I´m a good investment

Discussion in 'Professional Trading' started by Dharmakaya, Aug 5, 2011.

  1. But the career agencies just asks for CV. Difficult when one has been watching the screen for many years. :)

    Why do banks and funds outsource to them? In my mind they have no understanding what trading is about.
    But i guess these days it´s just quant and high frequency that matters..
     
  2. rmorse

    rmorse Sponsor

    They provide a filtering process based on the firms criteria. The process favors individuals that can write well and have a background from a large well known institution and well respected University. They will miss a lot of "better" candidates, because they will not interview them.
     
  3. newwurldmn

    newwurldmn

    Hiring managers will hire someone whom they can convince their boss was a good hire.

    Basically, in finance terms, hiring managers are short a put (especially in finance where the hiree has a lot of power to cost the firm money). A hiring manager needs a filtering criteria to ensure that if/when something bad happens he can say, "But the guy seemed smart. He worked at Goldman and went to Harvard." This is more important to the hiring managers than finding the best candidate.

    It's a shame, but it's true.
     
  4. Why would an experienced successful trader go to a bank or fund?

    Banks and funds outsource traders because they cannot grow them internally.

    What goes on in banks and funds is a search for some method that will make money on market anomalies and imbalances. (Search "unregulated new instruments")

    Now the think part. Money is most easily extracted from huge pools by dealing with price change effectively and efficiently. The huge pools are built by obtaining as many clients as possible and using the capital to skim off some excesses that the OPM will permit the bank or fund to do by agreement.

    Clients agree to pay specific amounts regardless of how their capital is used by the bank or the fund.

    These specific bank and fund incomes have to be able to support thestaff and the expenses. That is why bonuses are handed out on relatively low salaries at banks and funds.

    Look at an outsourced person's potential salary and bonus. Compare it to what the pools offer in terms of price change in the pools.

    All of these people who work for or in or are outsourced do not "take home" much of the market activity. Neither do the clients.

    Now do a marginal analysis of the situation. Who is really getting all the additional pool's offer. A small group of parasites usually unknown to the funds, banks and those they outsource.

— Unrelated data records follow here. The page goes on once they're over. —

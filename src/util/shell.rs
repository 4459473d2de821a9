//! Centralized shell output and progress management.
//!
//! All human-readable output goes to stderr; stdout is reserved for the
//! setup hand-off document.
//!
//! - Status messages with consistent formatting
//! - Progress bars (via indicatif)
//! - Scoped timing spans

use std::fmt::Display;
use std::io::{self, IsTerminal};
use std::sync::Arc;
use std::time::{Duration, Instant};

use indicatif::{ProgressBar, ProgressStyle};

/// Output verbosity level.
#[derive(Debug, Clone, Copy, PartialEq, Eq, Default)]
pub enum Verbosity {
    /// --quiet: errors only, no progress
    Quiet,
    /// Default: status messages + progress bars
    #[default]
    Normal,
    /// --verbose: status lines for every step, no progress bars
    Verbose,
}

/// Color output mode.
#[derive(Debug, Clone, Copy, PartialEq, Eq, Default)]
pub enum ColorChoice {
    /// Detect TTY and use colors if available.
    #[default]
    Auto,
    /// Always use ANSI colors.
    Always,
    /// Never use ANSI colors.
    Never,
}

impl std::str::FromStr for ColorChoice {
    type Err = String;

    fn from_str(s: &str) -> Result<Self, Self::Err> {
        match s.to_lowercase().as_str() {
            "auto" => Ok(ColorChoice::Auto),
            "always" => Ok(ColorChoice::Always),
            "never" => Ok(ColorChoice::Never),
            _ => Err(format!(
                "invalid color choice '{}'; expected 'auto', 'always', or 'never'",
                s
            )),
        }
    }
}

/// Status types for output messages.
#[derive(Debug, Clone, Copy, PartialEq, Eq)]
pub enum Status {
    // Success statuses (green)
    Created,
    Finished,
    Removed,

    // In-progress statuses (cyan)
    Configuring,
    Building,
    Classifying,
    Consolidating,

    // Info statuses (blue)
    Info,

    // Warning statuses (yellow)
    Skipped,
    Warning,

    // Error status (red)
    Error,
}

impl Status {
    fn as_str(&self) -> &'static str {
        match self {
            Status::Created => "Created",
            Status::Finished => "Finished",
            Status::Removed => "Removed",
            Status::Configuring => "Configuring",
            Status::Building => "Building",
            Status::Classifying => "Classifying",
            Status::Consolidating => "Consolidating",
            Status::Info => "Info",
            Status::Skipped => "Skipped",
            Status::Warning => "Warning",
            Status::Error => "error",
        }
    }

    fn color_code(&self) -> &'static str {
        match self {
            Status::Created | Status::Finished | Status::Removed => "\x1b[1;32m",
            Status::Configuring
            | Status::Building
            | Status::Classifying
            | Status::Consolidating => "\x1b[1;36m",
            Status::Info => "\x1b[1;34m",
            Status::Skipped | Status::Warning => "\x1b[1;33m",
            Status::Error => "\x1b[1;31m",
        }
    }

    /// Width of the right-aligned status column.
    const WIDTH: usize = 13;
}

/// Central shell for all CLI output.
#[derive(Debug)]
pub struct Shell {
    verbosity: Verbosity,
    use_color: bool,
}

impl Shell {
    /// Create a new shell.
    pub fn new(verbosity: Verbosity, color: ColorChoice) -> Self {
        let use_color = match color {
            ColorChoice::Auto => io::stderr().is_terminal(),
            ColorChoice::Always => true,
            ColorChoice::Never => false,
        };

        Shell {
            verbosity,
            use_color,
        }
    }

    /// Create a shell from CLI flags. Quiet wins over verbose.
    pub fn from_flags(quiet: bool, verbose: bool, color: ColorChoice) -> Self {
        let verbosity = if quiet {
            Verbosity::Quiet
        } else if verbose {
            Verbosity::Verbose
        } else {
            Verbosity::Normal
        };
        Shell::new(verbosity, color)
    }

    /// Check if shell is in quiet mode.
    pub fn is_quiet(&self) -> bool {
        self.verbosity == Verbosity::Quiet
    }

    /// Check if shell is in verbose mode.
    pub fn is_verbose(&self) -> bool {
        self.verbosity == Verbosity::Verbose
    }

    /// Check if colors are enabled.
    pub fn use_color(&self) -> bool {
        self.use_color
    }

    /// Print a status message.
    ///
    /// In quiet mode, only Error status is printed.
    pub fn status(&self, status: Status, msg: impl Display) {
        if self.is_quiet() && status != Status::Error {
            return;
        }

        eprintln!("{} {}", self.format_status(status), msg);
    }

    /// Print a status message only in verbose mode.
    pub fn verbose(&self, status: Status, msg: impl Display) {
        if self.is_verbose() {
            self.status(status, msg);
        }
    }

    /// Print a warning message.
    pub fn warn(&self, msg: impl Display) {
        self.status(Status::Warning, msg);
    }

    /// Print an error message.
    pub fn error(&self, msg: impl Display) {
        self.status(Status::Error, msg);
    }

    fn format_status(&self, status: Status) -> String {
        let text = status.as_str();
        let width = Status::WIDTH;

        if self.use_color {
            format!("{}{:>width$}\x1b[0m", status.color_code(), text, width = width)
        } else {
            format!("{:>width$}", text, width = width)
        }
    }

    /// Create a scoped span for timing a step.
    ///
    /// The start message is printed immediately; the finish message with the
    /// elapsed time is printed when the span is finished or dropped.
    pub fn span(self: &Arc<Self>, status: Status, msg: impl Display) -> Span {
        Span::new(Arc::clone(self), status, msg.to_string())
    }

    /// Create a progress bar.
    ///
    /// In quiet or verbose mode the bar is not drawn.
    pub fn progress(self: &Arc<Self>, total: u64, msg: impl Display) -> Progress {
        Progress::new(Arc::clone(self), total, msg.to_string())
    }
}

impl Default for Shell {
    fn default() -> Self {
        Shell::new(Verbosity::Normal, ColorChoice::Auto)
    }
}

/// A scoped timing span.
pub struct Span {
    shell: Arc<Shell>,
    message: String,
    start: Instant,
    finished: bool,
}

impl Span {
    fn new(shell: Arc<Shell>, status: Status, message: String) -> Self {
        shell.status(status, &message);

        Span {
            shell,
            message,
            start: Instant::now(),
            finished: false,
        }
    }

    /// Mark the span as finished with a custom message.
    pub fn finish_with_message(mut self, msg: impl Display) {
        self.finished = true;
        let duration_str = format_duration(self.start.elapsed());
        self.shell
            .status(Status::Finished, format!("{} in {}", msg, duration_str));
    }

    /// Get elapsed time.
    pub fn elapsed(&self) -> Duration {
        self.start.elapsed()
    }
}

impl Drop for Span {
    fn drop(&mut self) {
        if self.finished {
            return;
        }

        // Dropped without finishing: the step bailed out early.
        tracing::debug!(
            "`{}` ended after {}",
            self.message,
            format_duration(self.start.elapsed())
        );
    }
}

/// Progress bar wrapper that respects shell verbosity.
pub struct Progress {
    shell: Arc<Shell>,
    pb: Option<ProgressBar>,
    total: u64,
    current: u64,
}

impl Progress {
    fn new(shell: Arc<Shell>, total: u64, message: String) -> Self {
        let pb = if shell.is_quiet() || shell.is_verbose() || total <= 1 {
            None
        } else {
            let pb = ProgressBar::new(total);
            if let Ok(style) =
                ProgressStyle::default_bar().template("{spinner:.green} {msg} [{bar:40.cyan/blue}] {pos}/{len}")
            {
                pb.set_style(style.progress_chars("#>-"));
            }
            pb.set_message(message);
            Some(pb)
        };

        Progress {
            shell,
            pb,
            total,
            current: 0,
        }
    }

    /// Advance by one item, echoing the item in verbose mode.
    pub fn inc(&mut self, item: impl Display) {
        self.current += 1;

        if let Some(pb) = &self.pb {
            pb.inc(1);
        }

        if self.shell.is_verbose() {
            eprintln!("  {} [{}/{}]", item, self.current, self.total);
        }
    }

    /// Finish the progress bar.
    pub fn finish(&self) {
        if let Some(pb) = &self.pb {
            pb.finish_and_clear();
        }
    }
}

/// Format a duration in a human-readable way.
fn format_duration(duration: Duration) -> String {
    let secs = duration.as_secs_f64();
    if secs < 60.0 {
        format!("{:.2}s", secs)
    } else {
        format!("{:.1}m", secs / 60.0)
    }
}

#[cfg(test)]
mod tests {
    use super::*;

    #[test]
    fn test_color_choice_parse() {
        assert_eq!("auto".parse::<ColorChoice>().unwrap(), ColorChoice::Auto);
        assert_eq!("ALWAYS".parse::<ColorChoice>().unwrap(), ColorChoice::Always);
        assert_eq!("never".parse::<ColorChoice>().unwrap(), ColorChoice::Never);
        assert!("sometimes".parse::<ColorChoice>().is_err());
    }

    #[test]
    fn test_format_duration() {
        assert_eq!(format_duration(Duration::from_millis(500)), "0.50s");
        assert_eq!(format_duration(Duration::from_secs(90)), "1.5m");
    }

    #[test]
    fn test_status_formatting() {
        let shell = Shell::new(Verbosity::Normal, ColorChoice::Never);

        let formatted = shell.format_status(Status::Configuring);
        assert_eq!(formatted.trim(), "Configuring");
        assert_eq!(formatted.len(), Status::WIDTH);
    }

    #[test]
    fn test_from_flags() {
        assert!(Shell::from_flags(true, true, ColorChoice::Never).is_quiet());
        assert!(Shell::from_flags(false, true, ColorChoice::Never).is_verbose());

        let shell = Shell::from_flags(false, false, ColorChoice::Never);
        assert!(!shell.is_quiet());
        assert!(!shell.is_verbose());
    }

    #[test]
    fn test_progress_counts_without_bar() {
        let shell = Arc::new(Shell::new(Verbosity::Quiet, ColorChoice::Never));
        let mut progress = shell.progress(3, "copying");
        progress.inc("a.py");
        progress.inc("b.py");
        progress.finish();
        assert_eq!(progress.current, 2);
        assert!(progress.pb.is_none());
    }
}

    The parasites only need the funds, banks and outsourced enployees because of the reliability (and consistency) their conbined operations provide.

    One group knows what the other group does not know. The value of the parasite's knowledge is worth a lot more than the funds and the banks can pay.

    Occasionally, the clients of the banks and funds figure this out. So sooner or later the parasites have a problem of too much money knocking on the door. Parasites can only trade price movement at a limited multiple of the market's capacity. Funds and banks only trade the presumed anomalies of the markets.

    Parasitic traders of price movement ultimately have to find workers to help them out (in addition to their ATS's for various markets). These organizations can pay anything that is asked for by their helpers simply because of the huge size of the market's offer extraction process. The deal in this territory is struck by an offer to the helper in terms of how much capital he will accept to trade. It is a capitalization size discussion.

    Thus the high velocity money makers who are helpers to parasites do size deals which have a payout to the parasite that satisfies the need of the parasite's clients and also pay a goodly profit to the parasite who has the surplus capital problem.

    The helper deal is the one you could consider getting and taking. It is realatively simple to handle. The parasites FIND you by keeping their ears open. So you make your noises in parasite circles. They tell you their problems. You decide how much of the problem you can handle. Both of you fill in the split of the profits. The parasite asks for x and you keep the rest.

    As you can see easily, you can make more than the "rest" by at least x so the descision comes down to do you have to do any work. You do not simply because you have everything running everywhere using ATS's

    You do deals as long as there is room for more capital in your various markets partial fill strategies in the given trading window time slots.

    Your needs today are:

    1. You don't circulate in parasitic circles.

    2. You didn't convert your current success to ATS's.

    3. You are not familiar with about 100 market's and their offers and their variable capacities.

    4. You are a solo artist. No one can speak for you or work under you.

    5. You haven't figured out that there is little talent in the banks and funds and that they will conive anyway they can to screw anyone they run into. (Search: financial crisis and Depression)

    Footnote. Regulators have no idea how much money can be made in the markets and when your accounts show a very high money velocity, they are all over you with the wrong suspicions. You have to stay under the radar or have good people facing mediocre regulators.

    It is always a good idea to read something occasionally that is way beyond you understanding and knowledge. Pick a variety of fields to stay alert mentally. Stop an ill conceived public or private project every once in a while (Use your own surplus money to do it).
     
  5. ehorn

    ehorn

    Nice to see you still helping others out Jack.

    Wishing you and yours well.
     
  6. not many,around 2-3%,by the look of things.but sometimes and broker`s shills like yourself.